**Instructions for the task**
Copy out, from the entries below, each line holding the string "their".

Collected data:
• • • •

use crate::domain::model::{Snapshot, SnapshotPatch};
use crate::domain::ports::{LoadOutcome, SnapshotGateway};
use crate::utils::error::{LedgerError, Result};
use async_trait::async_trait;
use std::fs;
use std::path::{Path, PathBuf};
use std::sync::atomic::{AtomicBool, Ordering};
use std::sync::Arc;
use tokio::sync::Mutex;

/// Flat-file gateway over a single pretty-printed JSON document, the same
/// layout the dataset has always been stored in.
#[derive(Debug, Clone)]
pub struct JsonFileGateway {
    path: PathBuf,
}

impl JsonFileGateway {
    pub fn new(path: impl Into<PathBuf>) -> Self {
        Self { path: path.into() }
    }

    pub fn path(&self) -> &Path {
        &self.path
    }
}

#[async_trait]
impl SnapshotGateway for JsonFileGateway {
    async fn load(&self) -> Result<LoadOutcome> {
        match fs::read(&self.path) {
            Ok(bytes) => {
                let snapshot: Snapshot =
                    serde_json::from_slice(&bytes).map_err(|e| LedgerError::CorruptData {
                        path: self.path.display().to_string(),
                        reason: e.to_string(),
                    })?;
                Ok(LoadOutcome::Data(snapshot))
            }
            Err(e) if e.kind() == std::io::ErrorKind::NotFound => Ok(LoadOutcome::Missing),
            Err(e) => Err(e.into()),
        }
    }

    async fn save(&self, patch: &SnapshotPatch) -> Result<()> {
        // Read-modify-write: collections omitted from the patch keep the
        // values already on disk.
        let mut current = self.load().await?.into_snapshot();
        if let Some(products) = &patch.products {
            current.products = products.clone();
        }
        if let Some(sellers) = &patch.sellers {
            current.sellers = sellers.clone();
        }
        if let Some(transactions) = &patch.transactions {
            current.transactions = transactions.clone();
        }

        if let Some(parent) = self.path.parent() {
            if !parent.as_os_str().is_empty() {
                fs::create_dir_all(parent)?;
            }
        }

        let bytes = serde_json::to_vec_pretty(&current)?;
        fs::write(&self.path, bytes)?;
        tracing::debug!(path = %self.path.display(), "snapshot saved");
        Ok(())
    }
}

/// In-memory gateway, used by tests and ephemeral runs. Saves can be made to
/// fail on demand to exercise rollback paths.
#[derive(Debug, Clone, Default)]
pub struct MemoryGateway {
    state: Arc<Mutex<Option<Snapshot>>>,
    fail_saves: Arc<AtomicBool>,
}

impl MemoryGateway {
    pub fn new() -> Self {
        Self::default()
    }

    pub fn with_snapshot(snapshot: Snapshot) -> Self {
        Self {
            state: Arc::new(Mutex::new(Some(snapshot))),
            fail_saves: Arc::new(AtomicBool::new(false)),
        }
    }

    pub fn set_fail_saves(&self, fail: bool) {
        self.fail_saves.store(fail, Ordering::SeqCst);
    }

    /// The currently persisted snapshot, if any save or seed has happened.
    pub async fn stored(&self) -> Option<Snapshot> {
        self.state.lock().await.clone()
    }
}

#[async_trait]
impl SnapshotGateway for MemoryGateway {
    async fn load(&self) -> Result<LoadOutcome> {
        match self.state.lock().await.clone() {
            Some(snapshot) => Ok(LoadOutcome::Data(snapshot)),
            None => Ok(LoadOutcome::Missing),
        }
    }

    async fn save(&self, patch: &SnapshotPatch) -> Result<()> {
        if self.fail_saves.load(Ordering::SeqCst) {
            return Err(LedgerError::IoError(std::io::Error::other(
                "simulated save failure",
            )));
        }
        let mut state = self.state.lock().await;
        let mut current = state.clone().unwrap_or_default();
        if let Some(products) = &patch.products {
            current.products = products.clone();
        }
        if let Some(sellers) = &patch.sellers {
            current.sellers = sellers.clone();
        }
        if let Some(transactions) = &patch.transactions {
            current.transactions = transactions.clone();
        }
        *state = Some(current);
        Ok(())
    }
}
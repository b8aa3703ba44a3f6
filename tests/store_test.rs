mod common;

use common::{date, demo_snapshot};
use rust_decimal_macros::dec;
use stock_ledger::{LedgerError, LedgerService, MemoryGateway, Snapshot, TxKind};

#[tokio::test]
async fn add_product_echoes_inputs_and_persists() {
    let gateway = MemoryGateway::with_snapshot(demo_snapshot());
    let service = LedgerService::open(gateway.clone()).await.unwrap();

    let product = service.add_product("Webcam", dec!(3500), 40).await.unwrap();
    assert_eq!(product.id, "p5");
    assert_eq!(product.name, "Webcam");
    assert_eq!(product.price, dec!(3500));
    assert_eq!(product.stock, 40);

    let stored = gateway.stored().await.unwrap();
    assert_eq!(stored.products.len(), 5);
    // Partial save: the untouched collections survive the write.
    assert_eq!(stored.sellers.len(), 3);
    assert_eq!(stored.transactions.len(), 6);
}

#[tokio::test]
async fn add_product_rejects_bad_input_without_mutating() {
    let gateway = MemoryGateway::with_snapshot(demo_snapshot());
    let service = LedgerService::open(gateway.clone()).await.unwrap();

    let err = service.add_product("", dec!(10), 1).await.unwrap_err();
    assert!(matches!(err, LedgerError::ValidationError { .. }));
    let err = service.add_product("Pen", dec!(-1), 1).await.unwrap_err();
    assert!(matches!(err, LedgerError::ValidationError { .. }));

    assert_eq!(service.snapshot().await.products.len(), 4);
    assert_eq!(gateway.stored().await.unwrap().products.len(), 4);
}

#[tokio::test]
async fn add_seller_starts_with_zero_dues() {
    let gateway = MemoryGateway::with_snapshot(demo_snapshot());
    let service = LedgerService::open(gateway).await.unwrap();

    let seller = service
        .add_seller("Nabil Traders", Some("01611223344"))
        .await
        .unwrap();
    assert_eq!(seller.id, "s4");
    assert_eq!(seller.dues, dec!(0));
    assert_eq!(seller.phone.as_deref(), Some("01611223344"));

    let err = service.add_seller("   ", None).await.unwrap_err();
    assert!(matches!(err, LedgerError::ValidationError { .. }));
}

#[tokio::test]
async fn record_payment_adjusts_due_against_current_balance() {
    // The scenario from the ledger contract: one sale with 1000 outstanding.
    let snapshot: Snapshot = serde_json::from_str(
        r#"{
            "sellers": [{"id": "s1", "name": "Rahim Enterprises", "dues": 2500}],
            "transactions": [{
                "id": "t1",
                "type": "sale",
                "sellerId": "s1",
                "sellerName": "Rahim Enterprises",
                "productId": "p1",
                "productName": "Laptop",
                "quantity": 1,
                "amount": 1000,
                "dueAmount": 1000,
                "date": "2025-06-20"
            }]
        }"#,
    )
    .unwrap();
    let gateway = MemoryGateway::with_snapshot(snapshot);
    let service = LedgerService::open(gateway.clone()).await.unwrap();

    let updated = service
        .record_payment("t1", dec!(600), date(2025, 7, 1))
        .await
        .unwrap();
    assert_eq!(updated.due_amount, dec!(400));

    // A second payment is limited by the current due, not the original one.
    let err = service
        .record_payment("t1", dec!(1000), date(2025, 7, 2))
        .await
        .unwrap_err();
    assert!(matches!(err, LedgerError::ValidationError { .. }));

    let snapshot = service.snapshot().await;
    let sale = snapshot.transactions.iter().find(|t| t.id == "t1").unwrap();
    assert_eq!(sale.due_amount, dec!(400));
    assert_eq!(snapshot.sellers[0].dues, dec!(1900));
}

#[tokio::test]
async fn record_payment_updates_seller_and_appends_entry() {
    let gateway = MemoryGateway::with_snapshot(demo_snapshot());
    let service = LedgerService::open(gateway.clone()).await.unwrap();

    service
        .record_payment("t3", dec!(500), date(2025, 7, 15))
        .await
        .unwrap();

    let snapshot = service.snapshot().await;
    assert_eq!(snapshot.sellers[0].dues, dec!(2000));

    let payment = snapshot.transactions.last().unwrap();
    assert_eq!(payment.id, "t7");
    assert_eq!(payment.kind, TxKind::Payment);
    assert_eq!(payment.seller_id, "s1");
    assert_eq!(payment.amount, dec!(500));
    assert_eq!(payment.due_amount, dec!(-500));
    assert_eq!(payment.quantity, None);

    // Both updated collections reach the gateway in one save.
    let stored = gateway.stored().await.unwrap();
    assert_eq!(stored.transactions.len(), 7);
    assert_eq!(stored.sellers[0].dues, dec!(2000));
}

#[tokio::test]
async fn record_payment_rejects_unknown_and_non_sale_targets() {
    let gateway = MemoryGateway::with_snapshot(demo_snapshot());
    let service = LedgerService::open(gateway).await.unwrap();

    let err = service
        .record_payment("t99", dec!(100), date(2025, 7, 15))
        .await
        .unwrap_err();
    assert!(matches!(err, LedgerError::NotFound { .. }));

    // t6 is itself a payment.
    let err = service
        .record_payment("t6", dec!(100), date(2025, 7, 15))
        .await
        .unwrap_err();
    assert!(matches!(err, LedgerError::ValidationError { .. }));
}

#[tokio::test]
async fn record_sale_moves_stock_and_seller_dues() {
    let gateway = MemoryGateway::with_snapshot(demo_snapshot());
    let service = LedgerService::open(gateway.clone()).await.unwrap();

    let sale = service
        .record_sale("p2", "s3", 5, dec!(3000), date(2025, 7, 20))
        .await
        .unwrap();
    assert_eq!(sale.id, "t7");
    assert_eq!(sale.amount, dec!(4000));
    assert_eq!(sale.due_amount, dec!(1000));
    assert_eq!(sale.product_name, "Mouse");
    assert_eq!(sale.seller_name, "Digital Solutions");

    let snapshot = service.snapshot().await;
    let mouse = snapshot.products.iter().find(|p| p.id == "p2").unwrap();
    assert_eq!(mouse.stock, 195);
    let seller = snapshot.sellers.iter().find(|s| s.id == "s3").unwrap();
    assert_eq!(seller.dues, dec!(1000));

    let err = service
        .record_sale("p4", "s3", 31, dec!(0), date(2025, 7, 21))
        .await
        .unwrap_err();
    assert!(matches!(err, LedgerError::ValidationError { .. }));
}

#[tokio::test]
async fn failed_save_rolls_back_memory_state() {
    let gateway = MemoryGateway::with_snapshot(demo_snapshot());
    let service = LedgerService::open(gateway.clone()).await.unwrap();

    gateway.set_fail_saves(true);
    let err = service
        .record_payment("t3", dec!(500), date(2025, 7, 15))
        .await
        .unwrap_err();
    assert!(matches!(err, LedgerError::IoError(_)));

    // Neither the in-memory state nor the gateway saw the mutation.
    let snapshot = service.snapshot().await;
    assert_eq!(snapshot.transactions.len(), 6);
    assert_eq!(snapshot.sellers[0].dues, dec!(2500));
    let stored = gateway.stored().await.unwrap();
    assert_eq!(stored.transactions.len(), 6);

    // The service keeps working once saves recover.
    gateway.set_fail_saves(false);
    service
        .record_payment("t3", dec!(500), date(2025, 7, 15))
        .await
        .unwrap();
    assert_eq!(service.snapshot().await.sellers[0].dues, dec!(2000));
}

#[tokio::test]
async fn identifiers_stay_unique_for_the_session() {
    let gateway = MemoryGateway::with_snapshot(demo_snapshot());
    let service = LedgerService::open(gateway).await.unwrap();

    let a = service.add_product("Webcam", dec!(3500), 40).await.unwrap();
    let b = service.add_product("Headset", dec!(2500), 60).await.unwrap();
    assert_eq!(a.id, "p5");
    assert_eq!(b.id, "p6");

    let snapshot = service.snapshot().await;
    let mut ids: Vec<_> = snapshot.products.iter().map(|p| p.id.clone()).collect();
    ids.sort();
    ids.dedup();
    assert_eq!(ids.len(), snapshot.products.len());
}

• • • •

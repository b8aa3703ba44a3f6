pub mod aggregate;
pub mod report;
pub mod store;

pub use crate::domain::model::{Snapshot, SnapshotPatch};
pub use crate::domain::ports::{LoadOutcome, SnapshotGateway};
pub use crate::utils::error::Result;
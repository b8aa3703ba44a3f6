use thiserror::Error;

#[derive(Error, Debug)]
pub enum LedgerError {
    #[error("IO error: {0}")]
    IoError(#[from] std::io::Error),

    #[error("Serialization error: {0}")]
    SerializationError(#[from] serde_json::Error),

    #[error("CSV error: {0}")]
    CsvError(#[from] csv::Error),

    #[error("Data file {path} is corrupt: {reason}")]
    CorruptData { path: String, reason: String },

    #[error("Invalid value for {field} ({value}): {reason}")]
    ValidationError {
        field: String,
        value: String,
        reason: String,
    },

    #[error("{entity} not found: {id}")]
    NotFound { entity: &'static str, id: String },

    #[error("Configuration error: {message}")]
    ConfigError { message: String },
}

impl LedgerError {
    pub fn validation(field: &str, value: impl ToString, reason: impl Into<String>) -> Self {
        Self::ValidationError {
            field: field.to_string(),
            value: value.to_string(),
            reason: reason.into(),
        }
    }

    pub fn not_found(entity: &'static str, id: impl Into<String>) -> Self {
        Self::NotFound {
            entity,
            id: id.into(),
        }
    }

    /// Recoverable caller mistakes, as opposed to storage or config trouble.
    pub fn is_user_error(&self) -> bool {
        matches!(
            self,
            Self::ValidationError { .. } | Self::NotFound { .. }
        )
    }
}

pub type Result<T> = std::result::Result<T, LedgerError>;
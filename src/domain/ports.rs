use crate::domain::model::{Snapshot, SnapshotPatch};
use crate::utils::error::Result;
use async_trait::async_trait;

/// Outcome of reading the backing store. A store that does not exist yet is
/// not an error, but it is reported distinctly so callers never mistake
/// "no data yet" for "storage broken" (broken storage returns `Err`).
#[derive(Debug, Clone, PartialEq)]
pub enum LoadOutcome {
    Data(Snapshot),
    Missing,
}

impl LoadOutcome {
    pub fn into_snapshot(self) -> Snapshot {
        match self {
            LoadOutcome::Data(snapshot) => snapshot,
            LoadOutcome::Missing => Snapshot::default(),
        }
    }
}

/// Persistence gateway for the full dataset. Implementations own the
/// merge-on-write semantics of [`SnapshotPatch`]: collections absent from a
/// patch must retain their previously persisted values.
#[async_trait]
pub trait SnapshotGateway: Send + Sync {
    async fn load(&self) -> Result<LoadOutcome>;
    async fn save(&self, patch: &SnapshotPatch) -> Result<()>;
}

• • • •

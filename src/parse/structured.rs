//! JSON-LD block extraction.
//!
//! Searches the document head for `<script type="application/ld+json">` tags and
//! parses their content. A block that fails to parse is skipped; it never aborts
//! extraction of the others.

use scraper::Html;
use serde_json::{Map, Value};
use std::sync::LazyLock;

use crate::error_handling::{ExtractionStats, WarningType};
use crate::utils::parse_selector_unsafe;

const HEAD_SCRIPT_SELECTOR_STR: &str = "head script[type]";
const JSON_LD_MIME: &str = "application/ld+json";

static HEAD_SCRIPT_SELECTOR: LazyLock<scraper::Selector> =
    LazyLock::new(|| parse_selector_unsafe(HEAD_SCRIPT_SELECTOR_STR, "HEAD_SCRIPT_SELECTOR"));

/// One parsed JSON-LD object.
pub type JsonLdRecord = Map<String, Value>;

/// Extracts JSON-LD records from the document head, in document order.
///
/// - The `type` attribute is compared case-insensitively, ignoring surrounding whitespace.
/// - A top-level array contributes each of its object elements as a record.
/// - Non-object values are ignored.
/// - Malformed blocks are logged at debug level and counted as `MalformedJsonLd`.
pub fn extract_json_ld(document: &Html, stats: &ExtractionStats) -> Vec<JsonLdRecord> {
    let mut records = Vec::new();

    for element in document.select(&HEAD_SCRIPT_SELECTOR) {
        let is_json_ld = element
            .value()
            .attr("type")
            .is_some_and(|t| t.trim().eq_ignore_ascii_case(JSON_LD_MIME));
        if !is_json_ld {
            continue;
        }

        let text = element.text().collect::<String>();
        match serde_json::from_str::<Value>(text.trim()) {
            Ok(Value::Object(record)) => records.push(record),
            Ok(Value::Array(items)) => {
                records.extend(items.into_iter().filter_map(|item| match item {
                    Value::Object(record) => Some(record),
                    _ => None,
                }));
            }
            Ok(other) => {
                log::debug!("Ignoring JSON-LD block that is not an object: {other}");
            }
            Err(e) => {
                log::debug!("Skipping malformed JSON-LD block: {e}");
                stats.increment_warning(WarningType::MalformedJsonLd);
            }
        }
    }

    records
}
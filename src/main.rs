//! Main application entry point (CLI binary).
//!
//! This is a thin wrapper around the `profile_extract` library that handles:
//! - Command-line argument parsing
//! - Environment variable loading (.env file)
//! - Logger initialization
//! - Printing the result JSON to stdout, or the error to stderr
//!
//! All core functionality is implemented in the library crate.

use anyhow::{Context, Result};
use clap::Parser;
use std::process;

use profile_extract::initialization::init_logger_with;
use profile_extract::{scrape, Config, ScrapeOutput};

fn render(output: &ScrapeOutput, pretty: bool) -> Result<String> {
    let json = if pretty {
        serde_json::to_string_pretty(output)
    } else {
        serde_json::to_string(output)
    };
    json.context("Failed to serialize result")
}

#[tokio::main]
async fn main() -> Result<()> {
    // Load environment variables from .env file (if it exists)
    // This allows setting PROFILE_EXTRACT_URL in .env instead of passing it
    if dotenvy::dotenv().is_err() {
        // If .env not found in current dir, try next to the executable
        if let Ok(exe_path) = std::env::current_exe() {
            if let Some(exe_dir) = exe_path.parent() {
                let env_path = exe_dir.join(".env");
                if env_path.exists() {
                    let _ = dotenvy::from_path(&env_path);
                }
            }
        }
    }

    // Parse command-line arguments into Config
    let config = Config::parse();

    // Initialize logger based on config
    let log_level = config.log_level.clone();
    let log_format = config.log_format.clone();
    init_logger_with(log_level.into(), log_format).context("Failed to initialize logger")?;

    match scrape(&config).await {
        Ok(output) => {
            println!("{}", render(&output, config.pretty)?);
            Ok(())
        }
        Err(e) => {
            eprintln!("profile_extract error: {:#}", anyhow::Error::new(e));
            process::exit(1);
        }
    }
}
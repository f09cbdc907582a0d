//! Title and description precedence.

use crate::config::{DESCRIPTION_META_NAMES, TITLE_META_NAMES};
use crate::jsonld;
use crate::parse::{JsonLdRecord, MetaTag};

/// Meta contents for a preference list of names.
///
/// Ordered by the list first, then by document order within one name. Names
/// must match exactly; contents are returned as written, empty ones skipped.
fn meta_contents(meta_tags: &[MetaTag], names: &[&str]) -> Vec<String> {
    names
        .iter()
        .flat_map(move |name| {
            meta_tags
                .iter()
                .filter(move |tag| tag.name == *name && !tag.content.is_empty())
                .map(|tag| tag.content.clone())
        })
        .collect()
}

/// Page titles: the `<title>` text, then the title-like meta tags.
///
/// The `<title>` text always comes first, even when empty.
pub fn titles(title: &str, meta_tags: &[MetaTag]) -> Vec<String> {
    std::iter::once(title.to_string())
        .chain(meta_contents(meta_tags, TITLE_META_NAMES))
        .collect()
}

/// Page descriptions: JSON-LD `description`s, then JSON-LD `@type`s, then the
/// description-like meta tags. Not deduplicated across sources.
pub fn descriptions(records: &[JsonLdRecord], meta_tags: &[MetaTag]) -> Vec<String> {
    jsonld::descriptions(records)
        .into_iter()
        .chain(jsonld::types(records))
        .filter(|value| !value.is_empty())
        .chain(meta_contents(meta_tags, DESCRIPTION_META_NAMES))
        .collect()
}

• • • •

**Answer to the exercise**
/// patch must retain their previously persisted values.
//! parses their content. A block that fails to parse is skipped; it never aborts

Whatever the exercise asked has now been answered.